MADISON, N.C. — Joseph Michalek makes liquor the old-fashioned way, slowly heating corn mash in a large copper still. As for the rest of his moonshine operation, he steers clear of Southern mountain traditions.
A relative newcomer to the Appalachian foothills, Michalek, 38, does not haul sacks of grain or sugar to a creek, hunch down in mud to stoke wood, or cast a wary eye about for federal tax agents.
Instead, the Northern entrepreneur with gelled hair, crisp blue jeans and polished Dr. Martens stands in front of a retro-grey Anton Paar tester, dips a clear tube into a beaker, presses a button, and watches closely as a clear liquid spurts into the machine.
Brow furrowed, he punches in data on a miniature keypad. Then he waits until the machine measures the liquid's alcohol percentage and spits out a sheet of paper the size of an ordinary till receipt.
"This," he said on a recent bottling day, "goes to the federal government."
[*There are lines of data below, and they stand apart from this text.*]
//! Low-level wire format support shared by the dynamic message codec.
//!
//! The varint, tag and length primitives come from [`prost::encoding`]; this
//! module layers the pieces that need explicit state on top of them: a
//! bounded reader with a nestable limit stack and a recursion budget, the
//! zigzag transforms for `sint32`/`sint64`, packed-run helpers, and the
//! legacy message-set item frame.

use bytes::{BufMut, Bytes};
use prost::DecodeError;

/// The tag, varint and size primitives this module builds on, re-exported
/// from [`prost::encoding`].
pub use prost::encoding::{
    decode_key, decode_varint, encode_key, encode_varint, encoded_len_varint, key_len, WireType,
};

/// Field number of the `item` group in the message-set wire format.
pub const MESSAGE_SET_ITEM_NUMBER: u32 = 1;
/// Field number of the `type_id` varint within a message-set item.
pub const MESSAGE_SET_TYPE_ID_NUMBER: u32 = 2;
/// Field number of the `message` payload within a message-set item.
pub const MESSAGE_SET_MESSAGE_NUMBER: u32 = 3;

/// Maximum depth of nested messages and groups accepted while decoding.
///
/// Matches the limit enforced by `prost`.
pub const RECURSION_LIMIT: u32 = 100;

/// A bounded reader over a byte slice, decoding protobuf wire primitives.
///
/// Length-delimited scopes are entered with [`push_limit`](CodedInput::push_limit)
/// and left with [`pop_limit`](CodedInput::pop_limit); every read is bounded
/// by the innermost limit. Nested message parsing is additionally bounded by
/// a recursion budget.
#[derive(Debug)]
pub struct CodedInput<'a> {
    buf: &'a [u8],
    pos: usize,
    limit: usize,
    recursion_depth: u32,
    recursion_limit: u32,
}

/// A token returned by [`CodedInput::push_limit`], restoring the previous
/// limit when passed back to [`CodedInput::pop_limit`].
#[derive(Debug)]
#[must_use = "the previous limit is lost unless passed back to pop_limit"]
pub struct Limit(usize);

impl<'a> CodedInput<'a> {
    /// Creates a reader over `buf` with the default recursion limit.
    pub fn new(buf: &'a [u8]) -> Self {
        CodedInput {
            buf,
            pos: 0,
            limit: buf.len(),
            recursion_depth: 0,
            recursion_limit: RECURSION_LIMIT,
        }
    }

    /// Creates a reader with a custom recursion limit.
    pub fn with_recursion_limit(buf: &'a [u8], recursion_limit: u32) -> Self {
        CodedInput {
            recursion_limit,
            ..CodedInput::new(buf)
        }
    }

    /// The number of bytes consumed so far.
    pub fn position(&self) -> usize {
        self.pos
    }

    /// Bytes remaining before the innermost limit.
    pub fn remaining(&self) -> usize {
        self.limit - self.pos
    }

    /// Returns `true` once the innermost limit has been consumed.
    pub fn reached_limit(&self) -> bool {
        self.pos >= self.limit
    }

    /// Restricts reads to the next `len` bytes, returning a token for the
    /// previous limit.
    ///
    /// Fails when `len` exceeds the bytes remaining under the current limit;
    /// a nested scope can only shrink the budget.
    pub fn push_limit(&mut self, len: usize) -> Result<Limit, DecodeError> {
        if len > self.remaining() {
            return Err(DecodeError::new("buffer underflow"));
        }
        let previous = self.limit;
        self.limit = self.pos + len;
        Ok(Limit(previous))
    }

    /// Restores the limit that was in force before the matching
    /// [`push_limit`](CodedInput::push_limit).
    pub fn pop_limit(&mut self, limit: Limit) {
        debug_assert!(limit.0 >= self.limit);
        self.limit = limit.0;
    }

    /// Enters one level of message or group nesting.
    pub fn enter_recursion(&mut self) -> Result<(), DecodeError> {
        if self.recursion_depth >= self.recursion_limit {
            return Err(DecodeError::new("recursion limit reached"));
        }
        self.recursion_depth += 1;
        Ok(())
    }

    /// Leaves one level of message or group nesting.
    pub fn exit_recursion(&mut self) {
        debug_assert!(self.recursion_depth > 0);
        self.recursion_depth -= 1;
    }

    fn read_exact(&mut self, len: usize) -> Result<&'a [u8], DecodeError> {
        if len > self.remaining() {
            return Err(DecodeError::new("buffer underflow"));
        }
        let bytes = &self.buf[self.pos..self.pos + len];
        self.pos += len;
        Ok(bytes)
    }

    /// Reads a single byte.
    pub fn read_byte(&mut self) -> Result<u8, DecodeError> {
        Ok(self.read_exact(1)?[0])
    }

    /// Reads a varint of at most ten bytes.
    pub fn read_varint64(&mut self) -> Result<u64, DecodeError> {
        let mut chunk = &self.buf[self.pos..self.limit];
        let value = decode_varint(&mut chunk)?;
        self.pos = self.limit - chunk.len();
        Ok(value)
    }

    /// Reads a varint, truncating it to 32 bits.
    pub fn read_varint32(&mut self) -> Result<u32, DecodeError> {
        Ok(self.read_varint64()? as u32)
    }

    /// Reads a little-endian fixed 32-bit value.
    pub fn read_fixed32(&mut self) -> Result<u32, DecodeError> {
        let bytes = self.read_exact(4)?;
        Ok(u32::from_le_bytes(bytes.try_into().expect("slice length checked")))
    }

    /// Reads a little-endian fixed 64-bit value.
    pub fn read_fixed64(&mut self) -> Result<u64, DecodeError> {
        let bytes = self.read_exact(8)?;
        Ok(u64::from_le_bytes(bytes.try_into().expect("slice length checked")))
    }

    /// Reads an IEEE 754 single-precision value.
    pub fn read_float(&mut self) -> Result<f32, DecodeError> {
        Ok(f32::from_bits(self.read_fixed32()?))
    }

    /// Reads an IEEE 754 double-precision value.
    pub fn read_double(&mut self) -> Result<f64, DecodeError> {
        Ok(f64::from_bits(self.read_fixed64()?))
    }

    /// Reads a varint-encoded boolean.
    pub fn read_bool(&mut self) -> Result<bool, DecodeError> {
        Ok(self.read_varint64()? != 0)
    }

    /// Reads a zigzag-encoded `sint32`.
    pub fn read_sint32(&mut self) -> Result<i32, DecodeError> {
        Ok(decode_zigzag32(self.read_varint32()?))
    }

    /// Reads a zigzag-encoded `sint64`.
    pub fn read_sint64(&mut self) -> Result<i64, DecodeError> {
        Ok(decode_zigzag64(self.read_varint64()?))
    }

    /// Reads a length-prefixed byte string.
    pub fn read_bytes(&mut self) -> Result<Bytes, DecodeError> {
        let len = self.read_varint64()?;
        if len > self.remaining() as u64 {
            return Err(DecodeError::new("buffer underflow"));
        }
        Ok(Bytes::copy_from_slice(self.read_exact(len as usize)?))
    }

    /// Reads a length-prefixed UTF-8 string.
    pub fn read_string(&mut self) -> Result<String, DecodeError> {
        let len = self.read_varint64()?;
        if len > self.remaining() as u64 {
            return Err(DecodeError::new("buffer underflow"));
        }
        let bytes = self.read_exact(len as usize)?;
        String::from_utf8(bytes.to_vec())
            .map_err(|_| DecodeError::new("invalid string value: data is not UTF-8 encoded"))
    }

    /// Reads a field key, returning the field number and wire type.
    pub fn read_tag(&mut self) -> Result<(u32, WireType), DecodeError> {
        let mut chunk = &self.buf[self.pos..self.limit];
        let key = decode_key(&mut chunk)?;
        self.pos = self.limit - chunk.len();
        Ok(key)
    }

    /// Skips over the value of a field with the given number and wire type.
    ///
    /// Groups are skipped recursively up to their matching end tag.
    pub fn skip_field(&mut self, number: u32, wire_type: WireType) -> Result<(), DecodeError> {
        match wire_type {
            WireType::Varint => {
                self.read_varint64()?;
            }
            WireType::ThirtyTwoBit => {
                self.read_exact(4)?;
            }
            WireType::SixtyFourBit => {
                self.read_exact(8)?;
            }
            WireType::LengthDelimited => {
                let len = self.read_varint64()?;
                if len > self.remaining() as u64 {
                    return Err(DecodeError::new("buffer underflow"));
                }
                self.read_exact(len as usize)?;
            }
            WireType::StartGroup => {
                self.enter_recursion()?;
                loop {
                    let (inner_number, inner_wire_type) = self.read_tag()?;
                    if inner_wire_type == WireType::EndGroup {
                        if inner_number != number {
                            return Err(DecodeError::new("unexpected end group tag"));
                        }
                        break;
                    }
                    self.skip_field(inner_number, inner_wire_type)?;
                }
                self.exit_recursion();
            }
            WireType::EndGroup => return Err(DecodeError::new("unexpected end group tag")),
        }
        Ok(())
    }
}

/// Zigzag-encodes an `i32` so small magnitudes stay small on the wire.
pub fn encode_zigzag32(value: i32) -> u32 {
    ((value << 1) ^ (value >> 31)) as u32
}

/// Inverse of [`encode_zigzag32`].
pub fn decode_zigzag32(value: u32) -> i32 {
    ((value >> 1) as i32) ^ (-((value & 1) as i32))
}

/// Zigzag-encodes an `i64`.
pub fn encode_zigzag64(value: i64) -> u64 {
    ((value << 1) ^ (value >> 63)) as u64
}

/// Inverse of [`encode_zigzag64`].
pub fn decode_zigzag64(value: u64) -> i64 {
    ((value >> 1) as i64) ^ (-((value & 1) as i64))
}

/// Encodes a packed repeated run: one key, a byte length, then the raw
/// element values.
pub(crate) fn encode_packed<T, I, B, E, L>(number: u32, iter: I, buf: &mut B, encode: E, encoded_len: L)
where
    I: IntoIterator<Item = T> + Clone,
    B: BufMut,
    E: Fn(T, &mut B),
    L: Fn(T) -> usize,
{
    encode_key(number, WireType::LengthDelimited, buf);
    let len: usize = iter.clone().into_iter().map(encoded_len).sum();
    encode_varint(len as u64, buf);

    for value in iter {
        encode(value, buf);
    }
}

/// Size mirror of [`encode_packed`].
pub(crate) fn packed_encoded_len<T, I, L>(number: u32, iter: I, encoded_len: L) -> usize
where
    I: IntoIterator<Item = T>,
    L: Fn(T) -> usize,
{
    let len: usize = iter.into_iter().map(encoded_len).sum();
    key_len(number) + encoded_len_varint(len as u64) + len
}

/// Writes one message-set item: a group-framed `type_id` varint and
/// length-delimited `message` payload.
pub fn encode_message_set_item<B, F>(type_id: u32, payload_len: usize, buf: &mut B, write_payload: F)
where
    B: BufMut,
    F: FnOnce(&mut B),
{
    encode_key(MESSAGE_SET_ITEM_NUMBER, WireType::StartGroup, buf);
    encode_key(MESSAGE_SET_TYPE_ID_NUMBER, WireType::Varint, buf);
    encode_varint(type_id as u64, buf);
    encode_key(MESSAGE_SET_MESSAGE_NUMBER, WireType::LengthDelimited, buf);
    encode_varint(payload_len as u64, buf);
    write_payload(buf);
    encode_key(MESSAGE_SET_ITEM_NUMBER, WireType::EndGroup, buf);
}

/// Size mirror of [`encode_message_set_item`].
pub fn message_set_item_len(type_id: u32, payload_len: usize) -> usize {
    key_len(MESSAGE_SET_ITEM_NUMBER) * 2
        + key_len(MESSAGE_SET_TYPE_ID_NUMBER)
        + encoded_len_varint(type_id as u64)
        + key_len(MESSAGE_SET_MESSAGE_NUMBER)
        + encoded_len_varint(payload_len as u64)
        + payload_len
}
Michalek, a business and marketing graduate from upstate New York, hopes to become rich by taking a craft that has been practiced furtively in the forested Appalachian hollows for centuries and selling it, legally, to Americans everywhere.
His "Catdaddy Carolina Moonshine" is not strictly moonshine -- liquor made clandestinely by the light of the moon. Although modeled on an authentic recipe handed down from generations of Scotch-Irish, it is made in the first legal distillery in the Carolinas since Prohibition. And at 80 proof -- 40% alcohol -- it is substantially less potent than the rotgut, tangleleg and popskull of old.
"It's quite delicious," Michalek said, his gravelly Northern accent entirely steady as he takes a small sip of his potion, which is flavored with three ingredients he declines to reveal. His moonshine is smooth, like vodka, and tastes a little like bubble gum, mint and eggnog.
"A lot of people," he added, "don't realize moonshine can be a premium product."
Certainly, no one in Madison, population 2,239, expected a New Yorker to make boutique hooch here. The town is predominately Southern Baptist and largely made up of teetotalers -- it has no bar, and its restaurants do not serve liquor.
Many here associate moonshine with the hardscrabble lives of their grandfathers and great-grandfathers. As dry counties become wet across North Carolina, they assumed homemade liquor would become a part of the region's faded heritage, like tobacco and textiles, poke salad and hog's feet.
"I figured moonshine was history, back from the days when Madison had dirt roads," said Charity Naud, 40, manager of the downtown flower store and Christian bookstore.
Michalek, though, has a more contemporary conception of moonshine -- one he promotes in PowerPoint displays on his Sony laptop: Catdaddy, he says, represents "a new category of premium spirits" that celebrates the "mystique and intrigue" of moonshine.
In the same way that boutique wines and beers have found a national audience, so increasingly have artisan spirits.
"The kind of person who appreciates heirloom vegetables or Kobe beef or free-range chickens" now distills, said Matthew Rowley, a food writer who interviewed home distillers across the country for his forthcoming book, "Moonshine!"
As well as the new generation of home distillers, there is an emerging group of legal artisan distillers: 88 micro-distilleries now operate across the country, with about 10 new ones starting up each year.
"Beer has gone through a renaissance and wine has gone through a renaissance -- distilling is the next big thing," said Bill Owens, president of the American Distilling Institute, a trade organization founded three years ago for aspiring micro-distillers.
Michalek first tasted moonshine after moving to Winston-Salem, N.C., in 1995 for a marketing job with R.J. Reynolds Tobacco Co. While camping at MerleFest, a mountain music festival in nearby Wilkesboro, a man in an adjoining tent passed around a Mason jar containing a clear liquid and a peach.
A month later, he sampled straight, unflavored white lightning at a NASCAR race; then peach, plum and apple moonshines at a blues concert in a barn. At dinner parties, young couples would bring out Mason jars after grilling on the deck.
All the while, Michalek said, he was preoccupied with one thought: "Everyone's drinking it: Why isn't anyone making any money out of it?"
The traditional Southern moonshine belt has -- until now -- been slow to catch on to the micro-distillery renaissance, in part because of the Bible Belt's historic opposition to legalized drink. Prohibitive state fees also mean some Southern companies distill in other states. South Carolina's Firefly Vodka, for example, is distilled in Florida because a license there is $800 compared with $50,000 in its home state.
Michalek was more fortunate: A license in North Carolina costs $300. As a legal distiller, he pays the federal tax of $2.14 for every 750-milliliter bottle, which he then sells for $19.95.